*Instructions to follow*
Pick out the lines below that include the string "Unloaded".

*Exercise data*
+ + + + + + +
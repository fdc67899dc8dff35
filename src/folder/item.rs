use std::fmt;

use chrono::{DateTime, Utc};
use serde::{Deserialize, Serialize};

use crate::folder::path;

/// Stable identity of a folder or file, independent of its current path.
#[derive(Debug, Clone, PartialEq, Eq, Hash, PartialOrd, Ord, Serialize, Deserialize)]
pub struct ItemId(pub String);

impl ItemId {
    /// Fresh client-side id for folders created or copied locally.
    pub fn generate() -> Self {
        Self(uuid::Uuid::new_v4().to_string())
    }
}

impl fmt::Display for ItemId {
    fn fmt(&self, f: &mut fmt::Formatter<'_>) -> fmt::Result {
        f.write_str(&self.0)
    }
}

impl From<&str> for ItemId {
    fn from(s: &str) -> Self {
        Self(s.to_string())
    }
}

/// Type of node in the browser.
#[derive(Debug, Clone, Copy, PartialEq, Eq, Serialize, Deserialize)]
#[serde(rename_all = "lowercase")]
pub enum ItemKind {
    Folder,
    File,
}

/// Lazy-load state of a folder's children.
#[derive(Debug, Clone, Copy, PartialEq, Eq, Default)]
pub enum Expansion {
    /// Children never fetched.
    #[default]
    Unloaded,
    /// A fetch is in flight.
    Loading,
    /// Children loaded, hidden.
    Collapsed,
    /// Children loaded, shown.
    Expanded,
}

impl Expansion {
    pub fn is_loaded(self) -> bool {
        matches!(self, Expansion::Collapsed | Expansion::Expanded)
    }
}

/// Capabilities granted on an item. Each flag gates one context-menu action.
#[derive(Debug, Clone, Copy, PartialEq, Eq, Serialize, Deserialize)]
#[serde(rename_all = "camelCase", default)]
pub struct Permissions {
    pub can_view: bool,
    pub can_edit: bool,
    pub can_delete: bool,
    pub can_move: bool,
    pub can_copy: bool,
    pub can_download: bool,
    pub can_comment: bool,
    pub can_change_icon: bool,
}

impl Default for Permissions {
    fn default() -> Self {
        Self::all()
    }
}

impl Permissions {
    pub fn all() -> Self {
        Self {
            can_view: true,
            can_edit: true,
            can_delete: true,
            can_move: true,
            can_copy: true,
            can_download: true,
            can_comment: true,
            can_change_icon: true,
        }
    }

    pub fn read_only() -> Self {
        Self {
            can_view: true,
            can_download: true,
            ..Self::none()
        }
    }

    pub fn none() -> Self {
        Self {
            can_view: false,
            can_edit: false,
            can_delete: false,
            can_move: false,
            can_copy: false,
            can_download: false,
            can_comment: false,
            can_change_icon: false,
        }
    }

    /// Capabilities held by both sides.
    pub fn meet(self, other: Self) -> Self {
        Self {
            can_view: self.can_view && other.can_view,
            can_edit: self.can_edit && other.can_edit,
            can_delete: self.can_delete && other.can_delete,
            can_move: self.can_move && other.can_move,
            can_copy: self.can_copy && other.can_copy,
            can_download: self.can_download && other.can_download,
            can_comment: self.can_comment && other.can_comment,
            can_change_icon: self.can_change_icon && other.can_change_icon,
        }
    }
}

/// A folder or file in the displayed hierarchy.
#[derive(Debug, Clone, PartialEq)]
pub struct FolderItem {
    pub id: ItemId,
    pub name: String,
    pub kind: ItemKind,
    /// Full logical address; always `parent.path + "/" + name`.
    pub path: String,
    pub icon: Option<String>,
    /// `None` until the folder has been loaded. Always `None` for files.
    pub children: Option<Vec<FolderItem>>,
    pub expansion: Expansion,
    pub permissions: Permissions,
    pub created_at: Option<DateTime<Utc>>,
    pub updated_at: Option<DateTime<Utc>>,
    pub comment_count: usize,
}

impl FolderItem {
    pub fn folder(id: impl Into<String>, parent: &str, name: &str) -> Self {
        Self {
            id: ItemId(id.into()),
            name: name.to_string(),
            kind: ItemKind::Folder,
            path: path::join(parent, name),
            icon: None,
            children: None,
            expansion: Expansion::Unloaded,
            permissions: Permissions::all(),
            created_at: None,
            updated_at: None,
            comment_count: 0,
        }
    }

    pub fn file(id: impl Into<String>, parent: &str, name: &str) -> Self {
        Self {
            kind: ItemKind::File,
            ..Self::folder(id, parent, name)
        }
    }

    /// Attach loaded children (builder style, for fixtures).
    #[cfg(test)]
    pub fn with_children(mut self, children: Vec<FolderItem>) -> Self {
        self.children = Some(children);
        self.expansion = Expansion::Collapsed;
        self
    }

    pub fn is_folder(&self) -> bool {
        self.kind == ItemKind::Folder
    }

    /// Recompute this item's path and all loaded descendants' paths under a
    /// new parent.
    #[cfg(test)]
    pub fn rebase_under(&mut self, new_parent: &str) {
        let old = self.path.clone();
        let new = path::join(new_parent, &self.name);
        self.rebase_prefix(&old, &new);
    }

    /// Replace `old` with `new` in this subtree's paths.
    pub fn rebase_prefix(&mut self, old: &str, new: &str) {
        self.path = path::rebase(&self.path, old, new);
        if let Some(children) = &mut self.children {
            for child in children.iter_mut() {
                child.rebase_prefix(old, new);
            }
        }
    }

    /// Give this node and every loaded descendant a fresh id.
    pub fn regenerate_ids(&mut self) {
        self.id = ItemId::generate();
        if let Some(children) = &mut self.children {
            for child in children.iter_mut() {
                child.regenerate_ids();
            }
        }
    }

    /// Depth-first walk over this node and its loaded descendants.
    #[cfg(test)]
    pub fn walk<'a>(&'a self, out: &mut Vec<&'a FolderItem>) {
        out.push(self);
        if let Some(children) = &self.children {
            for child in children {
                child.walk(out);
            }
        }
    }
}

#[cfg(test)]
mod tests {
    use super::*;

    fn sample() -> FolderItem {
        FolderItem::folder("a", "/Root", "A").with_children(vec![
            FolderItem::file("x", "/Root/A", "x"),
            FolderItem::folder("b", "/Root/A", "B")
                .with_children(vec![FolderItem::file("y", "/Root/A/B", "y")]),
        ])
    }

    #[test]
    fn constructors_build_paths() {
        let item = FolderItem::file("1", "/Root", "report.pdf");
        assert_eq!(item.path, "/Root/report.pdf");
        assert_eq!(item.kind, ItemKind::File);
        assert!(item.children.is_none());
    }

    #[test]
    fn rebase_under_rewrites_descendants() {
        let mut item = sample();
        item.rebase_under("/Root/Dest");
        let mut all = Vec::new();
        item.walk(&mut all);
        let paths: Vec<&str> = all.iter().map(|i| i.path.as_str()).collect();
        assert_eq!(
            paths,
            vec![
                "/Root/Dest/A",
                "/Root/Dest/A/x",
                "/Root/Dest/A/B",
                "/Root/Dest/A/B/y"
            ]
        );
    }

    #[test]
    fn regenerate_ids_touches_every_node() {
        let mut item = sample();
        item.regenerate_ids();
        let mut all = Vec::new();
        item.walk(&mut all);
        for node in all {
            assert!(!["a", "x", "b", "y"].contains(&node.id.0.as_str()));
        }
    }

    #[test]
    fn permissions_meet_is_intersection() {
        let mut limited = Permissions::all();
        limited.can_delete = false;
        let met = Permissions::all().meet(limited);
        assert!(!met.can_delete);
        assert!(met.can_move);
        assert_eq!(Permissions::read_only().meet(Permissions::all()), Permissions::read_only());
    }

    #[test]
    fn expansion_loaded_states() {
        assert!(!Expansion::Unloaded.is_loaded());
        assert!(!Expansion::Loading.is_loaded());
        assert!(Expansion::Collapsed.is_loaded());
        assert!(Expansion::Expanded.is_loaded());
    }
}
+ + + + + + +
*Task output*
    Unloaded,
            expansion: Expansion::Unloaded,
        assert!(!Expansion::Unloaded.is_loaded());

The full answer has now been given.